I enter the Malian consulate like a Bflat in the key of E major. All around me full lips close and part again speaking urgently in a language I do not know. Skin glows aubergine, bottoms bustle with cloth-wound babes bobbing on their ridges, and what I understand as order is replaced by chaos.

A thought: Our child is going to look like this.

The experience of sitting in that room with a hundred Malians is far from the conversation about Dogon art I had with friends in their Saint Germain apartment the night before over a Puglian pasta dish and a white Burgundy.

Another thought: Our child will not have Julian’s soft blonde curls. Nor my silky brown hair easily tied into a ponytail.
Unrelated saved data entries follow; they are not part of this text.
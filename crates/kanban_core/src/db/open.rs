//! Connection bootstrap utilities for SQLite.
//!
//! # Invariants
//! - Returned connections have migrations fully applied.
//! - Every open attempt emits one `db_open` start event and one outcome event.

use super::migrations::apply_migrations;
use super::DbResult;
use log::{error, info};
use rusqlite::Connection;
use std::path::Path;
use std::time::{Duration, Instant};

/// Opens a SQLite database file and applies all pending migrations.
///
/// # Side effects
/// - Creates the file when missing.
/// - Emits `db_open` logging events with duration and status.
pub fn open_db(path: impl AsRef<Path>) -> DbResult<Connection> {
    let path = path.as_ref();
    open_with("file", || Connection::open(path))
}

/// Opens an in-memory SQLite database and applies all pending migrations.
pub fn open_db_in_memory() -> DbResult<Connection> {
    open_with("memory", Connection::open_in_memory)
}

fn open_with(
    mode: &'static str,
    connect: impl FnOnce() -> rusqlite::Result<Connection>,
) -> DbResult<Connection> {
    let started_at = Instant::now();
    info!("event=db_open module=db status=start mode={mode}");

    let mut conn = connect().map_err(|err| {
        error!(
            "event=db_open module=db status=error mode={mode} duration_ms={} error_code=db_open_failed error={err}",
            started_at.elapsed().as_millis()
        );
        err
    })?;

    if let Err(err) = bootstrap_connection(&mut conn) {
        error!(
            "event=db_open module=db status=error mode={mode} duration_ms={} error_code=db_bootstrap_failed error={err}",
            started_at.elapsed().as_millis()
        );
        return Err(err);
    }

    info!(
        "event=db_open module=db status=ok mode={mode} duration_ms={}",
        started_at.elapsed().as_millis()
    );
    Ok(conn)
}

fn bootstrap_connection(conn: &mut Connection) -> DbResult<()> {
    conn.busy_timeout(Duration::from_secs(5))?;
    apply_migrations(conn)?;
    Ok(())
}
My name is called. I slide my documents under the window.

‘Come back in ten days.’
‘You live in Paris?’
‘Wait here.’

I look at the girls’names in the marriage announcements that are posted on the wall: Alissala, Typhaine, Opheline, Djenebou, Aminata, Nina…

The man on my right asks me to address an envelope for him. The man on my left holds his grandchild close as he breathes lungfuls of air in through spacious nostrils.

I can hear my documents being stamped. I will be out of here in no time and on my way to the Agence Française de l’Adoption with all it’s pretty pictures of Asian and African children in villages.

A question: ‘To which culture will our child belong?’

I think about Sarkozi’s instruction that every ten-year-old pupil should know the identity of one of the 11,000 Jewish children who were deported from France to their deaths at Nazi hands.What about the Iraqi children who were killed? I wonder. And the American soldiers too poor to have any choice other than to go to war? Sudan? Ireland? Brixton? The bird shot down for sport? And would such weight be helpful on a child's shoulders?

Another thought: Every life is sacred. Not just the victim’s.

I can see my papers waiting to be picked up behind the glass window, but my name has not been called. I continue to wait.

Now a memory from a film: A Janinst monk walks Dartmoor. ‘Forgiveness is love’ he says.

Another memory: Sitting in a café in Mexico trying to have a conversation about forgiveness with a Jewish friend whose family were exterminated.

How much longer can we keep separating ourselves out into cultures, countries, colours and religions?

People are elbowing their way to the window where our now fully legalised adoption papers sit. No numbers are being called. I look around. Things look different. I see parents loving their children, people laughing as they exchange gossip, smiling as they greet one-another and concentrating as they fill in forms. I see people. I see people being people. How could I have seen anything else?

I elbow my way to the window, and take my papers from the man with the trim moustache and large lapels.

I walk towards the metro, bound for Bastille. We are going to be a family, I think.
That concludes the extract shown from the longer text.